The heat equation is not difficult to get a general solution for, if we leave out the initial and boundary conditions. By separating variables and setting u(x,t) = X(x)T(t), we get

\frac{T'(t)}{\alpha T(t)} = \frac{X''(x)}{X(x)} = -\lambda.

Since the first two parts depend on different variables, they need to be equal to a constant. Using a minus sign in front of \lambda is a bit of a cheat, anticipating the form of the solution, but it will make things easier. We can then see that the following function is a general solution:

u(x,t) = \sin (\sqrt{\lambda} x) e^{-\alpha \lambda t}.

Of course, this works for \cos as well, and we can multiply by arbitrary constants without breaking the solution, so we have

u(x,t) = A\sin (\sqrt{\lambda} x) e^{-\alpha \lambda t} + B\cos (\sqrt{\lambda} x) e^{-\alpha \lambda t}.

Now, a differential equation usually isn’t much use without some initial and boundary conditions, so let’s suppose we’re looking at something (a rod, perhaps) of unit length, whose ends are kept a zero degrees:

u(0,t) = u(1,t) = 0.

To ensure this is satisfied, we can set B = 0 and replace x by 2\pi x. This would break our solution, if it weren’t for the fact that we can compensate for it by adjusting A, which we are free to do. (Some members of the audience are screaming out that I’m missing a whole bunch of solutions – don’t worry, we’ll get to it!)

It’s going well so far, but what about the initial conditions? This is where it gets interesting. But making it too interesting makes it very difficult, so let’s start with the easiest possible case. Since the initial condition is given by

u(x,0) = f(x),

we surely can’t get any simpler than setting f(x) = \sin 2\pi x. The problem is solved! At least, as long as we can set \lambda = 1, which we can do because it was, after all, arbitrary. Unfortunately, things usually don’t stay this simple, but let’s make it incrementally more difficult. What if

f(x) = a_1 \sin 2\pi x + a_2 \sin 4\pi x?

(We only take integer multiples in the argument of \sin since we still have to satisfy the boundary conditions.) That’s absolutely no problem, either. The sum of two solutions is still a solution (because our differential equation is linear), so we can solve separately for the two terms and just add them, with the new frequency involved adjusted for in the coefficient of the term.
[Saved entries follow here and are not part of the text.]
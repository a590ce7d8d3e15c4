use std::path::{Path, PathBuf};

/// Asks for a destination and writes `bytes` there.
///
/// Returns `Ok(None)` when the dialog was cancelled.
pub fn save_with_dialog(
    default_name: &str,
    filter_name: &str,
    extension: &str,
    bytes: &[u8],
) -> std::io::Result<Option<PathBuf>> {
    let Some(path) = rfd::FileDialog::new()
        .add_filter(filter_name, &[extension])
        .set_file_name(default_name)
        .save_file()
    else {
        return Ok(None);
    };
    std::fs::write(&path, bytes)?;
    log::info!("wrote {} bytes to {}", bytes.len(), path.display());
    Ok(Some(path))
}

/// Writes the page into the temp directory, replacing the previous one.
pub fn write_temp_page(html: &str) -> std::io::Result<PathBuf> {
    let path = std::env::temp_dir().join(format!("kg_explorer_{}.html", std::process::id()));
    std::fs::write(&path, html)?;
    log::debug!("wrote network page to {}", path.display());
    Ok(path)
}

/// `file://` url for a local path.
pub fn file_url(path: &Path) -> String {
    format!("file://{}", path.display())
}

/// `"1 node"` / `"3 nodes"`.
pub fn plural(n: usize, singular: &str, plural: &str) -> String {
    if n == 1 {
        format!("{n} {singular}")
    } else {
        format!("{n} {plural}")
    }
}

#[cfg(test)]
mod tests {
    use super::*;

    #[test]
    fn pluralizes() {
        assert_eq!(plural(1, "edge", "edges"), "1 edge");
        assert_eq!(plural(0, "edge", "edges"), "0 edges");
    }

    #[test]
    fn temp_page_is_overwritten() {
        let first = write_temp_page("<p>one</p>").unwrap();
        let second = write_temp_page("<p>two</p>").unwrap();
        assert_eq!(first, second);
        assert_eq!(std::fs::read_to_string(&second).unwrap(), "<p>two</p>");
        assert!(file_url(&second).starts_with("file://"));
        std::fs::remove_file(second).ok();
    }
}
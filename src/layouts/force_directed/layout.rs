use egui::{Pos2, Rect};
use instant::Instant;
use rand::rngs::StdRng;
use rand::{Rng, SeedableRng};
use serde::{Deserialize, Serialize};

use super::algorithm::ForceAlgorithm;
use crate::graph::KnowledgeGraph;
use crate::layouts::{Layout, LayoutState, Positions};

pub const DEFAULT_SEED: u64 = 42;
pub const DEFAULT_ITERATIONS: usize = 50;
pub const DEFAULT_CANVAS_SIZE: f32 = 1000.0;

/// Parameters of a complete layout run: the seeded initial placement, the
/// number of steps and the algorithm's own state.
#[derive(Debug, Clone, PartialEq, Serialize, Deserialize)]
#[serde(bound(
    serialize = "S: Serialize",
    deserialize = "S: serde::de::DeserializeOwned"
))]
pub struct ForceDirectedState<S> {
    pub seed: u64,
    pub iterations: usize,
    pub canvas_size: f32,
    pub alg: S,
}

impl<S: Default> Default for ForceDirectedState<S> {
    fn default() -> Self {
        Self {
            seed: DEFAULT_SEED,
            iterations: DEFAULT_ITERATIONS,
            canvas_size: DEFAULT_CANVAS_SIZE,
            alg: S::default(),
        }
    }
}

impl<S: LayoutState> LayoutState for ForceDirectedState<S> {}

impl<S> ForceDirectedState<S> {
    pub fn canvas(&self) -> Rect {
        let size = self.canvas_size.max(1.0);
        Rect::from_min_max(Pos2::ZERO, Pos2::new(size, size))
    }
}

/// Runs a [`ForceAlgorithm`] to completion from a seeded random placement.
///
/// The same graph and state always produce the same coordinates.
#[derive(Debug, Default)]
pub struct ForceDirected<A: ForceAlgorithm> {
    state: ForceDirectedState<A::State>,
}

impl<A: ForceAlgorithm> Layout<ForceDirectedState<A::State>> for ForceDirected<A> {
    fn from_state(state: ForceDirectedState<A::State>) -> Self {
        Self { state }
    }

    fn run(&mut self, g: &KnowledgeGraph) -> Positions {
        let canvas = self.state.canvas();
        let mut rng = StdRng::seed_from_u64(self.state.seed);
        let mut positions: Vec<Pos2> = (0..g.node_count())
            .map(|_| random_location(&mut rng, canvas))
            .collect();

        if positions.is_empty() {
            return Positions::default();
        }

        let started = Instant::now();
        let mut alg = A::from_state(self.state.alg.clone());
        for _ in 0..self.state.iterations {
            alg.step(g, &mut positions, canvas);
        }
        log::debug!(
            "layout of {} nodes took {} steps in {:.1} ms",
            positions.len(),
            self.state.iterations,
            started.elapsed().as_secs_f32() * 1000.0
        );

        Positions::new(positions)
    }
}

fn random_location<R: Rng>(rng: &mut R, canvas: Rect) -> Pos2 {
    Pos2::new(
        rng.random_range(canvas.min.x..canvas.max.x),
        rng.random_range(canvas.min.y..canvas.max.y),
    )
}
We can do this for any number of terms. In other words, we can solve the problem for any initial condition of the form

\Sigma_{n=1}^{N} a_n \sin 2\pi n x.

Great! We’ve solved the problem for a whole class of functions. The question becomes: exactly how big is this class? And can we use this method to expand this class?

Fourier’s audacity was to say that, if we allow N to be infinite, all functions can be written this way. Now, this isn’t exactly true, and much of Fourier analysis has focused on finding out specifically how true it is, and more modern notions of convergence are necessary to even frame the question properly (back in Fourier’s day, they played a bit fast and loose with these issues). Certainly, most “nice” functions on the unit interval can be written this way, meaning the heat equation is solved for all of them. That is a great accomplishment!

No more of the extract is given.